Vision is the most highly developed and versatile of all the sensory modalities and, arguably, the one on which humans are most dependent. The optic nerve and retina develop from the prosencephalic primary brain vesicle and, therefore, are regarded as an outgrowth of the brain itself. Vision commences with the formation of an image of the external world on the photoreceptive retina. The retina encodes visual information in the discharge of neurones that project to the brain through the optic nerve. Fibres of the optic nerve undergo hemidecussation in the optic chiasm and project to the lateral geniculate nucleus of the thalamus. Thalamocortical neurones in turn project to the primary visual cortex in the occipital lobe of the cerebral hemisphere, where visual perception occurs.

The eye

In the eye, the eyeball, or globe, is approximately spherical in shape (Fig. 15.1). Near its posterior pole emerges the optic nerve. The eyeball may be considered to consist of three concentric layers of tissue, the outermost of which is tough, fibrous and protective. Over most of the globe it forms an opaque white coat, the sclera, to which are attached the extraocular muscles that move the eyeball. Over the anterior pole of the globe it forms the transparent cornea, through which light enters the eye.

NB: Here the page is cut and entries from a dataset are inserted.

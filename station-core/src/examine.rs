//! Read-only inventory of pad store files, for the operator's overview of
//! what key material remains.

use log::warn;
use std::path::Path;

use crate::error::PadError;
use crate::locator;
use crate::store::PadStore;

/// Per-file inventory produced by [`examine`].
#[derive(Debug, Clone, PartialEq, Eq)]
pub struct PadSummary {
    /// Filename of the pad store (no directory component).
    pub file_name: String,
    /// Store identifier, when the file parsed.
    pub store_id: Option<String>,
    /// Entry count.
    pub total_entries: usize,
    /// Entries still available for encryption.
    pub unconsumed_entries: usize,
    /// Longest message the store's keys can carry, in bytes (taken from the
    /// first entry; all entries of a store share one key length).
    pub max_message_len: usize,
    /// Parse failure, for files that could not be read as a pad store.
    pub error: Option<String>,
}

/// Summarizes every pad store file in `root` (or `root/<scope>`).
///
/// Files are listed in the same lexicographic order the locator scans them
/// in. A file that fails to parse still gets a summary line, carrying the
/// failure text instead of counts. An empty directory yields an empty list.
///
/// # Errors
///
/// Returns [`PadError::DirectoryNotFound`] if the resolved directory does
/// not exist and [`PadError::Persistence`] if it cannot be read.
pub fn examine(root: &Path, scope: Option<&str>) -> Result<Vec<PadSummary>, PadError> {
    let dir = scope.map_or_else(|| root.to_path_buf(), |s| root.join(s));
    if !dir.is_dir() {
        return Err(PadError::DirectoryNotFound { path: dir });
    }

    let mut summaries = Vec::new();
    for name in locator::pad_file_names(&dir)? {
        let path = dir.join(&name);
        match PadStore::load(&path) {
            Ok(store) => summaries.push(PadSummary {
                file_name: name,
                store_id: Some(store.id().to_owned()),
                total_entries: store.len(),
                unconsumed_entries: store.unconsumed(),
                max_message_len: store.entries().next().map_or(0, |(_, e)| e.key_len()),
                error: None,
            }),
            Err(e) => {
                warn!("failed to examine pad file {}: {e}", path.display());
                summaries.push(PadSummary {
                    file_name: name,
                    store_id: None,
                    total_entries: 0,
                    unconsumed_entries: 0,
                    max_message_len: 0,
                    error: Some(e.to_string()),
                });
            }
        }
    }
    Ok(summaries)
}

Figure 15.1 Schematic drawing of a horizontal section through the right eyeball.

Near to the anterior margin of the sclera, two rings of smooth muscle extend into the lumen of the eyeball (Fig. 15.2). The most anterior of these is the iris, which has a central aperture, the pupil, through which light is admitted to the posterior part of the eye. Some of the muscle fibres of the iris are arranged in a circular fashion, while others are oriented radially. They are under the control of the autonomic nervous system. Circular fibres are innervated by postganglionic parasympathetic neurones, which act to constrict the pupil and reduce the amount of light falling upon the retina (see p. 105). Radial fibres are innervated by postganglionic sympathetic neurones which dilate the pupil.

Figure 15.2 Schematic drawing of the sclerocorneal junction of the eyeball.

Behind the iris lies the ciliary body containing ciliary muscle, which receives innervation from the parasympathetic nervous system. The central aperture within the annulus of the ciliary body is occupied by the transparent, biconvex lens, which focuses light upon the retina. The lens is held in place by a suspensory ligament that is attached to the peripheral margin of the lens and to the ciliary body. Contraction of the ciliary muscle alters the shape and, therefore, the focusing power (focal length) of the lens, a process known as accommodation. The lens and suspensory ligament divide the lumen of the eyeball into an anterior and a posterior part. The anterior part, in front of the lens, contains a thin, watery fluid, aqueous humour, which is continuously secreted from the ciliary body. It is also reabsorbed into the ciliary body where it is drained by a small duct, the canal of Schlemm, through which it is returned to the venous system. The posterior part of the globe contains a gelatinous material known as vitreous humour. Behind the ciliary body, the inner surface of the sclera is lined by the choroid, the cells of which contain dark pigment that absorbs light and thus reduces reflection within the eye. Lining the inner surface of the choroid is the photoreceptive retina.

Light passes from objects in the field of vision (visual field), through the narrow aperture of the pupil to subtend an image upon the retina. An object in the visual field, upon which attention is focused, subtends an image that is centred near the posterior pole of the eye along the line of the visual axis (Fig. 15.1). At this point, which is known as the fovea centralis, and the surrounding 1 cm which is known as the macula lutea, the retina is specially modified for maximal visual acuity (resolving power). The basic optical properties of the eye, which may be likened to those of a pinhole camera, dictate that the image so formed is inverted in both lateral and vertical dimensions (Fig. 15.3). Furthermore, objects that lie in the left half of the visual field form an image upon the nasal (right) half of the left retina and the temporal (right) half of the right retina, and vice versa. Medial to the macula is a region where retinal axons accumulate to leave the eye in the optic nerve. This is known as the optic disc. Photoreceptors are absent from this region, which is also, therefore, referred to as the blind spot.